The pack stage is a transform stage which lets you embed extracted values and labels into the log line by packing the log line and labels inside a JSON object.

For example, if you wanted to remove the labels container and pod but still wanted to keep their values you could use this stage to create the following output:

json
{
  "container": "myapp",
  "pod": "pod-3223f",
  "_entry": "original log message"
}

The original message will be stored under the _entry key.

This stage is useful if you have some label or other metadata you would like to keep but it doesn’t make a good label (isn’t useful for querying or is too high cardinality)

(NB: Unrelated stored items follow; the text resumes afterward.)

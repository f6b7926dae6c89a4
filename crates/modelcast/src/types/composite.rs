//! Enum, container and nested-model casts.
//!
//! Container casts never stop at the first bad element: every failing
//! element is collected into one `CompoundError`, keyed by its index (arrays)
//! or key (hashes).

use super::{BuiltinType, TypeDescriptor};
use crate::class::ModelClass;
use crate::error::{CastError, CompoundError, ModelError, Result};
use crate::instance::ModelInstance;
use crate::value::{Key, Map, Value};

/// A closed set of allowed text values.
#[derive(Debug, Clone, PartialEq, Eq)]
pub struct EnumType {
    values: Vec<String>,
}

impl EnumType {
    pub fn new<I, S>(values: I) -> Self
    where
        I: IntoIterator<Item = S>,
        S: Into<String>,
    {
        Self {
            values: values.into_iter().map(Into::into).collect(),
        }
    }

    pub fn values(&self) -> &[String] {
        &self.values
    }

    pub fn contains(&self, value: &str) -> bool {
        self.values.iter().any(|allowed| allowed == value)
    }

    pub(super) fn cast(&self, raw: Value) -> Result<Value> {
        match raw.as_str() {
            Some(text) if self.contains(text) => Ok(Value::String(text.to_string())),
            _ => Err(CastError::invalid(&raw, format!("Enum[{}]", self.values.join(", "))).into()),
        }
    }
}

pub(super) fn cast_array(
    array_type: &BuiltinType,
    item: &TypeDescriptor,
    owner: Option<&ModelInstance>,
    raw: Value,
) -> Result<Value> {
    let Value::Array(items) = raw else {
        return Err(CastError::invalid(&raw, array_type).into());
    };

    let mut errors = CompoundError::new();
    let mut cast = Vec::with_capacity(items.len());
    for (index, element) in items.into_iter().enumerate() {
        match item.cast_for(owner, element) {
            Ok(value) => cast.push(value),
            Err(error) => errors.collect(&index.to_string(), error)?,
        }
    }

    errors.into_result()?;
    Ok(Value::Array(cast))
}

pub(super) fn cast_hash(
    hash_type: &BuiltinType,
    key_type: &TypeDescriptor,
    value_type: &TypeDescriptor,
    owner: Option<&ModelInstance>,
    raw: Value,
) -> Result<Value> {
    let Value::Map(entries) = raw else {
        return Err(CastError::invalid(&raw, hash_type).into());
    };

    let mut errors = CompoundError::new();
    let mut cast = Map::with_capacity(entries.len());
    for (key, value) in entries {
        let name = key.name().to_string();
        let key = match key_type.cast_for(owner, key_value(key)) {
            Ok(cast_key) => value_key(cast_key),
            Err(error) => {
                errors.collect(&name, error)?;
                continue;
            }
        };
        match value_type.cast_for(owner, value) {
            Ok(value) => {
                cast.insert(key, value);
            }
            Err(error) => errors.collect(&name, error)?,
        }
    }

    errors.into_result()?;
    Ok(Value::Map(cast))
}

/// Maps become new instances of `class`; instances of `class` (or a subclass) pass through.
pub(super) fn cast_model(class: &ModelClass, raw: Value) -> Result<Value> {
    match raw {
        Value::Model(instance) if instance.class().is_a(class) => Ok(Value::Model(instance)),
        Value::Map(map) => match ModelInstance::from_map(class, map) {
            Ok(instance) => Ok(Value::Model(instance)),
            Err(ModelError::InvalidAttributes(names)) => Err(names
                .into_iter()
                .map(|name| (name, vec!["unexpected attribute".to_string()]))
                .collect::<CompoundError>()
                .into()),
            Err(other) => Err(other),
        },
        other => Err(CastError::invalid(&other, format!("Model[{}]", class.schema_name())).into()),
    }
}

fn key_value(key: Key) -> Value {
    match key {
        Key::Ident(name) => Value::Symbol(name),
        Key::Text(name) => Value::String(name),
    }
}

fn value_key(value: Value) -> Key {
    match value {
        Value::Symbol(name) => Key::Ident(name),
        Value::String(name) => Key::Text(name),
        other => Key::Text(other.inspect()),
    }
}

The querying capabilities of Loki make it easy to still access this data and filter/aggregate on it at query time.

Pack stage schema

yaml
pack:
  # Name from extracted data and/or line labels
  # Labels provided here are automatically removed from the output labels.
  labels:
    - [<string>]

  # If the resulting log line should use any existing timestamp or use time.Now() when the line was processed.
  # To avoid out-of-order issues with Loki, when combining several log streams (separate source files) into one
  # you will want to set a new timestamp on the log line, `ingest_timestamp: true`
  # If you are not combining multiple source files or you know your log lines won't have interlaced timestamps
  # you can set this value to false.
  [ingest_timestamp: <bool> | default = true]

Examples

Removing the container label and embed it into the log line (Kubernetes pods could have multiple containers)

yaml
pack:
  labels:
    - container

This would create a log line

json
{
  "container": "myapp",
  "_entry": "original log message"
}

Loki 2.2 also includes a new unpack parser to work with the pack stage.

For example:

logql
{cluster="us-central1", job="myjob"} | unpack

Will automatically unpack embedded labels and log line and replace the log line with the original log line automatically.

More Examples

Use the packed labels for filtering:

logql
{cluster="us-central1", job="myjob"} | unpack | container="myapp"

You can even use the json parser twice if your original message was json:

logql
{cluster="us-central1", job="myjob"} | unpack | container="myapp" | json | val_from_original_log_json="foo"

Or any other parser

logql
{cluster="us-central1", job="myjob"} | unpack | container="myapp" | logfmt | val_from_original_log_json="foo"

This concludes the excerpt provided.